Reciclan metales en dispositivos móviles para hacer las medallas olímpicas

El Proyecto Medalla Tokio 2020 sumó la participación ciudadana para reciclar millones de dispositivos móviles y extraer el oro, plata y bronce de las preseas.

La mirada del inglés Thomas Daley a su medalla de oro crea una imagen de expectación y curiosidad. ¿Sabrá de dónde provino el metal precioso de la presea que simboliza su esfuerzo?


Para las medallas olímpicas y paralímpicas de Tokio 2020(1) el comité organizador nipón puso en marcha un proyecto de dos años para reciclar los metales preciosos de dispositivos electrónicos donados por la población. De esta forma, de dispositivos móviles se obtuvieron 32 kilogramos de oro, 3 mil 500 kilogramos de plata y 2 mil 200 kilogramos de bronce para las preseas que reconocen a los atletas de estas olimpiadas.


El proyecto buscó integrar a la población nipona en la justa olímpica, así como hacer consciencia sobre la importancia del reciclaje y la basura electrónica que genera la industria.

Entre abril de 2017 y marzo de 2019, el 100 por ciento de los metales necesarios para fabricar las aproximadamente cinco mil medallas de oro, plata y bronce se extrajeron de pequeños dispositivos electrónicos aportados por personas de todo Japón. Los metales son conductores de electricidad y se emplean en diversos componentes micro electrónicos de los dispositivos.


“Agradecemos la cooperación de todos en este proyecto. Esperamos que nuestro proyecto de reciclaje de pequeños productos electrónicos de consumo y nuestros esfuerzos por contribuir a una sociedad sostenible y respetuosa con el medio ambiente formen parte del legado de los Juegos de Tokio 2020”, señala el comité organizador de las olimpiadas que se celebran estos días.


El Proyecto Medalla Tokio 2020 colectó casi 80 mil dispositivos en todas las municipalidades de Japón y poco más de 6 millones más por el operador de telefonía móvil NTT docomo más grande del país. De acuerdo con la legislación nipona de reciclaje, los dispositivos donados fueron clasificados y desmantelados por contratistas acreditados.


Cuando se lanzó el proyecto en abril de 2017, tuvo la participación de aproximadamente 600 municipalidades.

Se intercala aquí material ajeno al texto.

use std::{num::NonZeroUsize, path::PathBuf};

use clap::{Parser, Subcommand};
use market_data::{Interval, Period};

/// Terminal stock dashboard: recent prices, performance, volatility, and
/// benchmark comparison.
#[derive(Debug, Parser)]
#[command(author, version, about)]
pub struct Cli {
    /// Path to the config file (stockboard.toml)
    #[arg(short, long)]
    pub config: Option<PathBuf>,

    /// Ticker symbol (e.g. "AAPL"); overrides the configured default
    #[arg(short, long)]
    pub symbol: Option<String>,

    /// Bar interval: 1m, 1h, 1d, 1wk, 1mo
    #[arg(short, long)]
    pub interval: Option<Interval>,

    /// Lookback period: 1d, 5d, 1mo, 3mo, 6mo, 1y, 2y, 5y, 10y, ytd, max
    #[arg(short, long)]
    pub period: Option<Period>,

    #[command(subcommand)]
    pub command: Commands,
}

#[derive(Debug, Subcommand)]
pub enum Commands {
    /// Symbol overview: metadata, recent bars, and close-price dispersion
    Summary,

    /// Annual returns and rolling volatility over the full daily history
    Performance {
        /// Volatility window in trading days
        #[arg(long)]
        window: Option<NonZeroUsize>,
    },

    /// Compare the selected symbol against a benchmark
    Compare {
        /// Benchmark ticker; overrides the configured default
        #[arg(long)]
        benchmark: Option<String>,
    },
}

#[cfg(test)]
mod tests {
    use super::*;

    #[test]
    fn parses_summary_with_overrides() {
        let cli = Cli::try_parse_from([
            "stockboard",
            "--symbol",
            "aapl",
            "--interval",
            "1h",
            "--period",
            "1mo",
            "summary",
        ])
        .unwrap();

        assert_eq!(cli.symbol.as_deref(), Some("aapl"));
        assert_eq!(cli.interval, Some(Interval::Hour));
        assert_eq!(cli.period, Some(Period::OneMonth));
        assert!(matches!(cli.command, Commands::Summary));
    }

    #[test]
    fn parses_performance_window() {
        let cli = Cli::try_parse_from(["stockboard", "performance", "--window", "60"]).unwrap();
        match cli.command {
            Commands::Performance { window } => assert_eq!(window.unwrap().get(), 60),
            _ => panic!("expected performance subcommand"),
        }
    }

    #[test]
    fn rejects_unknown_interval_token() {
        let result = Cli::try_parse_from(["stockboard", "--interval", "2m", "summary"]);
        assert!(result.is_err());
    }

    #[test]
    fn rejects_zero_volatility_window() {
        let result = Cli::try_parse_from(["stockboard", "performance", "--window", "0"]);
        assert!(result.is_err());
    }

    #[test]
    fn parses_compare_benchmark() {
        let cli = Cli::try_parse_from(["stockboard", "compare", "--benchmark", "QQQ"]).unwrap();
        match cli.command {
            Commands::Compare { benchmark } => assert_eq!(benchmark.as_deref(), Some("QQQ")),
            _ => panic!("expected compare subcommand"),
        }
    }
}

Al final de la convocatoria, en marzo de 2019, esa cifra había aumentado a más de mil 600. Hubo una importante campaña de relaciones públicas y se establecieron puntos de recolección para facilitar la contribución de la gente.


El logro de los japoneses es notable, aunque su antecedente podría remontarse a los Juegos Olímpicos de Río 2016, cuando el 30 por ciento de la plata esterlina para hacer las medallas de oro y plata se obtuvo a partir de materiales reciclados de automóviles. Adicionalmente, se espera que para los Juegos Olímpicos de París 2024, se repita la iniciativa.


CONCIENCIA.

En 2020 el informe Global E-waste Monitor señaló que en el año anterior en el mundo se generó una cifra récord a nivel mundial de 53,6 millones de toneladas de basura electrónica, un 21 por ciento más respecto a 2014 y advirtió que para 2030 la cantidad anual de desechos electrónicos alcanzará los 74 millones de toneladas.


“Es la insaciable voracidad por todos los tipos de aparatos electrónicos dotados de placas o baterías en todo el mundo por el aumento de la clase media a nivel global”, dijo Ruediger Kuehr, director del programa SCycle de la Universidad de las Naciones Unidas (UNU), quien colaboró en el informe. “Está creando montañas de basura electrónica gracias también a las bajas tasas de recolección”, agregó el investigador.


De acuerdo con la Unión Internacional de Telecomunicaciones, en 2019 estos desechos se quemaron o desecharon en los basureros de países en desarrollo. El documento de la ONU agrega que los desechos, por continente, se suman de la siguiente forma: Asia, con 24,9 millones de toneladas; seguido por América con 13,2 millones de toneladas, Europa con 12 millones, África con 2,9 millones y Oceanía con 0,7 millones. “Sin embargo, si se estudia por cantidad de habitantes, Europa encabeza la lista con 16, 2 kilogramos per cápita; Oceanía ocuparía el segundo lugar con 16,1 kilos por habitante mientras que América sumó 13,3 kilos, Asia 5,6 kilos y África 2,5 kilos”.